§ **WHAT YOU SHOULD DO**
The answer must be an exact reproduction of all the entries.
━━ DATA SECTION ━━
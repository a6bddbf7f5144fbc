use regex::Regex;
use std::sync::OnceLock;

use crate::{
    formats::time::parse_clock_to_ms,
    model::{CaptionDataContainer, Cue},
};

fn sbv_time_line_re() -> &'static Regex {
    static RE: OnceLock<Regex> = OnceLock::new();
    RE.get_or_init(|| {
        Regex::new(r"^(\d+:\d{2}:\d{2}\.\d{3}),(\d+:\d{2}:\d{2}\.\d{3})$").expect("valid regex")
    })
}

/// Parses YouTube SBV. A block with a bad timing line is logged and
/// dropped; the rest of the file still loads.
pub fn parse_sbv(input: &str) -> CaptionDataContainer {
    let normalized = input.replace("\r\n", "\n");
    let mut cues: Vec<Cue> = Vec::new();

    for (block_no, block) in split_blocks(&normalized).into_iter().enumerate() {
        let mut lines = block.into_iter();
        let Some(time_line) = lines.next() else {
            continue;
        };

        match parse_time_line(time_line.trim()) {
            Some((start_ms, end_ms)) => {
                let text = lines.collect::<Vec<_>>().join("\n");
                cues.push(Cue::new(start_ms, end_ms, text));
            }
            None => {
                tracing::warn!(
                    block = block_no + 1,
                    line = time_line,
                    "malformed SBV timing line; dropping cue"
                );
            }
        }
    }

    cues.retain(|c| c.start_ms >= 0 && c.end_ms >= 0);
    CaptionDataContainer::single_track(cues)
}

/// Groups lines into blocks; any whitespace-only line separates them.
fn split_blocks(input: &str) -> Vec<Vec<&str>> {
    let mut blocks = Vec::new();
    let mut current = Vec::new();
    for line in input.lines() {
        if line.trim().is_empty() {
            if !current.is_empty() {
                blocks.push(std::mem::take(&mut current));
            }
        } else {
            current.push(line);
        }
    }
    if !current.is_empty() {
        blocks.push(current);
    }
    blocks
}

fn parse_time_line(line: &str) -> Option<(i64, i64)> {
    let caps = sbv_time_line_re().captures(line)?;
    let start = parse_clock_to_ms(caps.get(1)?.as_str())?;
    let end = parse_clock_to_ms(caps.get(2)?.as_str())?;
    Some((start, end))
}

#[cfg(test)]
mod tests {
    use super::*;

    #[test]
    fn single_cue() {
        let doc = parse_sbv("0:00:01.000,0:00:02.500\nHello");
        assert_eq!(doc.tracks.len(), 1);
        assert_eq!(doc.tracks[0].cues, vec![Cue::new(1_000, 2_500, "Hello")]);
    }

    #[test]
    fn multi_line_text_and_crlf() {
        let doc = parse_sbv(
            "0:00:00.000,0:00:01.000\r\nline a\r\nline b\r\n\r\n0:00:02.000,0:00:03.000\r\nnext\r\n",
        );
        let cues = &doc.tracks[0].cues;
        assert_eq!(cues.len(), 2);
        assert_eq!(cues[0].text, "line a\nline b");
        assert_eq!(cues[1], Cue::new(2_000, 3_000, "next"));
    }

    #[test]
    fn whitespace_only_line_separates_blocks() {
        let doc = parse_sbv(
            "0:00:01.000,0:00:02.000\nfirst\n \t\n0:00:03.000,0:00:04.000\nsecond\n",
        );
        let cues = &doc.tracks[0].cues;
        assert_eq!(cues.len(), 2);
        assert_eq!(cues[0], Cue::new(1_000, 2_000, "first"));
        assert_eq!(cues[1], Cue::new(3_000, 4_000, "second"));
    }

    #[test]
    fn malformed_block_is_dropped_not_fatal() {
        let doc = parse_sbv(
            "0:00:01.000,0:00:02.000\nfirst\n\nnot a time\nbroken\n\n0:00:05.000,0:00:06.000\nlast\n",
        );
        let texts: Vec<&str> = doc.tracks[0].cues.iter().map(|c| c.text.as_str()).collect();
        assert_eq!(texts, vec!["first", "last"]);
    }
}
/// Plays `doc` from `start_ms` to `end_ms` and records every change of
/// what is on screen.
fn simulate_playback(
    doc: &CaptionDataContainer,
    cfg: &Config,
    start_ms: i64,
    end_ms: i64,
    step_ms: i64,
) -> Vec<Frame> {
    let ctx = SessionContext::new(
        VideoClock::new(Some(end_ms.max(0))),
        Box::new(FixedContainer(cfg.render.container())),
        Box::new(DirectVideoProcessor),
    );
    let mut sync = Synchronizer::new(ctx, cfg.render.capacity(), cfg.render.font_sizing());
    sync.load(doc);
    if start_ms > 0 {
        sync.time_source_mut().seek(start_ms);
    }
    sync.time_source_mut().play();

    let step_ms = step_ms.max(1);
    let mut frames: Vec<Frame> = Vec::new();
    loop {
        sync.tick(doc);
        let time_ms = sync.time_source().current_time_ms();
        let shown: Vec<Shown> = sync
            .visible()
            .map(|(track, slot, d)| Shown {
                track,
                slot,
                text: d.text.clone(),
                placement: d.placement,
            })
            .collect();
        if frames.last().map(|f| &f.shown) != Some(&shown) {
            frames.push(Frame { time_ms, shown });
        }
        if time_ms >= end_ms {
            break;
        }
        sync.time_source_mut().advance(step_ms);
    }
    tracing::info!(frames = frames.len(), "playback finished");
    frames
}

fn read_input_to_string(input: &str) -> Result<String> {
    if input == "-" {
        let mut buf = String::new();
        std::io::stdin().read_to_string(&mut buf)?;
        Ok(buf)
    } else {
        fs::read_to_string(input).with_context(|| format!("failed reading input: {input}"))
    }
}

fn read_input_to_bytes(input: &str) -> Result<Vec<u8>> {
    if input == "-" {
        let mut buf = Vec::new();
        std::io::stdin().read_to_end(&mut buf)?;
        Ok(buf)
    } else {
        fs::read(input).with_context(|| format!("failed reading input: {input}"))
    }
}

fn log_document_summary(doc: &CaptionDataContainer, cfg: &Config) {
    tracing::info!(
        tracks = doc.tracks.len(),
        cues = doc.cue_count(),
        duration_ms = doc.duration_ms(),
        "caption summary"
    );

    if tracing::enabled!(tracing::Level::DEBUG) {
        let samples = doc
            .tracks
            .iter()
            .enumerate()
            .flat_map(|(t, track)| track.cues.iter().map(move |c| (t, c)))
            .take(cfg.logging.debug_cue_samples);
        for (i, (t, c)) in samples.enumerate() {
            tracing::debug!(
                idx = i,
                track = t,
                start_ms = c.start_ms,
                end_ms = c.end_ms,
                chars = c.text.chars().count(),
                "cue sample"
            );
        }
    }
}

fn derive_output_path(input: &str, output: Option<&str>, extension: &str) -> Result<String> {
    if let Some(o) = output {
        return Ok(o.to_string());
    }

    if input == "-" {
        return Err(anyhow!(
            "output path required when input is stdin and --stdout is not set"
        ));
    }

    let p = Path::new(input);
    let stem = p
        .file_stem()
        .and_then(|s| s.to_str())
        .ok_or_else(|| anyhow!("bad input filename"))?;

    let parent = p.parent().unwrap_or_else(|| Path::new("."));
    let out = parent.join(format!("{stem}.{extension}"));
    Ok(out.to_string_lossy().to_string())
}

fn write_output(path: &str, data: &[u8], overwrite: bool) -> Result<()> {
    if Path::new(path).exists() && !overwrite {
        return Err(anyhow!(
            "refusing to overwrite existing file (pass --overwrite): {path}"
        ));
    }
    fs::write(path, data).with_context(|| format!("failed writing output: {path}"))?;
    Ok(())
}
━━━
§ **EXERCISE OUTPUT**
repository a6bddbf7f5144fbc
use regex::Regex;
use std::sync::OnceLock;

use crate::{
    formats::time::parse_clock_to_ms,
    model::{CaptionDataContainer, Cue},
};

fn sbv_time_line_re() -> &'static Regex {
    static RE: OnceLock<Regex> = OnceLock::new();
    RE.get_or_init(|| {
        Regex::new(r"^(\d+:\d{2}:\d{2}\.\d{3}),(\d+:\d{2}:\d{2}\.\d{3})$").expect("valid regex")
    })
}

/// Parses YouTube SBV. A block with a bad timing line is logged and
/// dropped; the rest of the file still loads.
pub fn parse_sbv(input: &str) -> CaptionDataContainer {
    let normalized = input.replace("\r\n", "\n");
    let mut cues: Vec<Cue> = Vec::new();

    for (block_no, block) in split_blocks(&normalized).into_iter().enumerate() {
        let mut lines = block.into_iter();
        let Some(time_line) = lines.next() else {
            continue;
        };

        match parse_time_line(time_line.trim()) {
            Some((start_ms, end_ms)) => {
                let text = lines.collect::<Vec<_>>().join("\n");
                cues.push(Cue::new(start_ms, end_ms, text));
            }
            None => {
                tracing::warn!(
                    block = block_no + 1,
                    line = time_line,
                    "malformed SBV timing line; dropping cue"
                );
            }
        }
    }

    cues.retain(|c| c.start_ms >= 0 && c.end_ms >= 0);
    CaptionDataContainer::single_track(cues)
}

/// Groups lines into blocks; any whitespace-only line separates them.
fn split_blocks(input: &str) -> Vec<Vec<&str>> {
    let mut blocks = Vec::new();
    let mut current = Vec::new();
    for line in input.lines() {
        if line.trim().is_empty() {
            if !current.is_empty() {
                blocks.push(std::mem::take(&mut current));
            }
        } else {
            current.push(line);
        }
    }
    if !current.is_empty() {
        blocks.push(current);
    }
    blocks
}

fn parse_time_line(line: &str) -> Option<(i64, i64)> {
    let caps = sbv_time_line_re().captures(line)?;
    let start = parse_clock_to_ms(caps.get(1)?.as_str())?;
    let end = parse_clock_to_ms(caps.get(2)?.as_str())?;
    Some((start, end))
}

#[cfg(test)]
mod tests {
    use super::*;

    #[test]
    fn single_cue() {
        let doc = parse_sbv("0:00:01.000,0:00:02.500\nHello");
        assert_eq!(doc.tracks.len(), 1);
        assert_eq!(doc.tracks[0].cues, vec![Cue::new(1_000, 2_500, "Hello")]);
    }

    #[test]
    fn multi_line_text_and_crlf() {
        let doc = parse_sbv(
            "0:00:00.000,0:00:01.000\r\nline a\r\nline b\r\n\r\n0:00:02.000,0:00:03.000\r\nnext\r\n",
        );
        let cues = &doc.tracks[0].cues;
        assert_eq!(cues.len(), 2);
        assert_eq!(cues[0].text, "line a\nline b");
        assert_eq!(cues[1], Cue::new(2_000, 3_000, "next"));
    }

    #[test]
    fn whitespace_only_line_separates_blocks() {
        let doc = parse_sbv(
            "0:00:01.000,0:00:02.000\nfirst\n \t\n0:00:03.000,0:00:04.000\nsecond\n",
        );
        let cues = &doc.tracks[0].cues;
        assert_eq!(cues.len(), 2);
        assert_eq!(cues[0], Cue::new(1_000, 2_000, "first"));
        assert_eq!(cues[1], Cue::new(3_000, 4_000, "second"));
    }

    #[test]
    fn malformed_block_is_dropped_not_fatal() {
        let doc = parse_sbv(
            "0:00:01.000,0:00:02.000\nfirst\n\nnot a time\nbroken\n\n0:00:05.000,0:00:06.000\nlast\n",
        );
        let texts: Vec<&str> = doc.tracks[0].cues.iter().map(|c| c.text.as_str()).collect();
        assert_eq!(texts, vec!["first", "last"]);
    }
}
/// Plays `doc` from `start_ms` to `end_ms` and records every change of
/// what is on screen.
fn simulate_playback(
    doc: &CaptionDataContainer,
    cfg: &Config,
    start_ms: i64,
    end_ms: i64,
    step_ms: i64,
) -> Vec<Frame> {
    let ctx = SessionContext::new(
        VideoClock::new(Some(end_ms.max(0))),
        Box::new(FixedContainer(cfg.render.container())),
        Box::new(DirectVideoProcessor),
    );
    let mut sync = Synchronizer::new(ctx, cfg.render.capacity(), cfg.render.font_sizing());
    sync.load(doc);
    if start_ms > 0 {
        sync.time_source_mut().seek(start_ms);
    }
    sync.time_source_mut().play();

    let step_ms = step_ms.max(1);
    let mut frames: Vec<Frame> = Vec::new();
    loop {
        sync.tick(doc);
        let time_ms = sync.time_source().current_time_ms();
        let shown: Vec<Shown> = sync
            .visible()
            .map(|(track, slot, d)| Shown {
                track,
                slot,
                text: d.text.clone(),
                placement: d.placement,
            })
            .collect();
        if frames.last().map(|f| &f.shown) != Some(&shown) {
            frames.push(Frame { time_ms, shown });
        }
        if time_ms >= end_ms {
            break;
        }
        sync.time_source_mut().advance(step_ms);
    }
    tracing::info!(frames = frames.len(), "playback finished");
    frames
}

fn read_input_to_string(input: &str) -> Result<String> {
    if input == "-" {
        let mut buf = String::new();
        std::io::stdin().read_to_string(&mut buf)?;
        Ok(buf)
    } else {
        fs::read_to_string(input).with_context(|| format!("failed reading input: {input}"))
    }
}

fn read_input_to_bytes(input: &str) -> Result<Vec<u8>> {
    if input == "-" {
        let mut buf = Vec::new();
        std::io::stdin().read_to_end(&mut buf)?;
        Ok(buf)
    } else {
        fs::read(input).with_context(|| format!("failed reading input: {input}"))
    }
}

fn log_document_summary(doc: &CaptionDataContainer, cfg: &Config) {
    tracing::info!(
        tracks = doc.tracks.len(),
        cues = doc.cue_count(),
        duration_ms = doc.duration_ms(),
        "caption summary"
    );

    if tracing::enabled!(tracing::Level::DEBUG) {
        let samples = doc
            .tracks
            .iter()
            .enumerate()
            .flat_map(|(t, track)| track.cues.iter().map(move |c| (t, c)))
            .take(cfg.logging.debug_cue_samples);
        for (i, (t, c)) in samples.enumerate() {
            tracing::debug!(
                idx = i,
                track = t,
                start_ms = c.start_ms,
                end_ms = c.end_ms,
                chars = c.text.chars().count(),
                "cue sample"
            );
        }
    }
}

fn derive_output_path(input: &str, output: Option<&str>, extension: &str) -> Result<String> {
    if let Some(o) = output {
        return Ok(o.to_string());
    }

    if input == "-" {
        return Err(anyhow!(
            "output path required when input is stdin and --stdout is not set"
        ));
    }

    let p = Path::new(input);
    let stem = p
        .file_stem()
        .and_then(|s| s.to_str())
        .ok_or_else(|| anyhow!("bad input filename"))?;

    let parent = p.parent().unwrap_or_else(|| Path::new("."));
    let out = parent.join(format!("{stem}.{extension}"));
    Ok(out.to_string_lossy().to_string())
}

fn write_output(path: &str, data: &[u8], overwrite: bool) -> Result<()> {
    if Path::new(path).exists() && !overwrite {
        return Err(anyhow!(
            "refusing to overwrite existing file (pass --overwrite): {path}"
        ));
    }
    fs::write(path, data).with_context(|| format!("failed writing output: {path}"))?;
    Ok(())
}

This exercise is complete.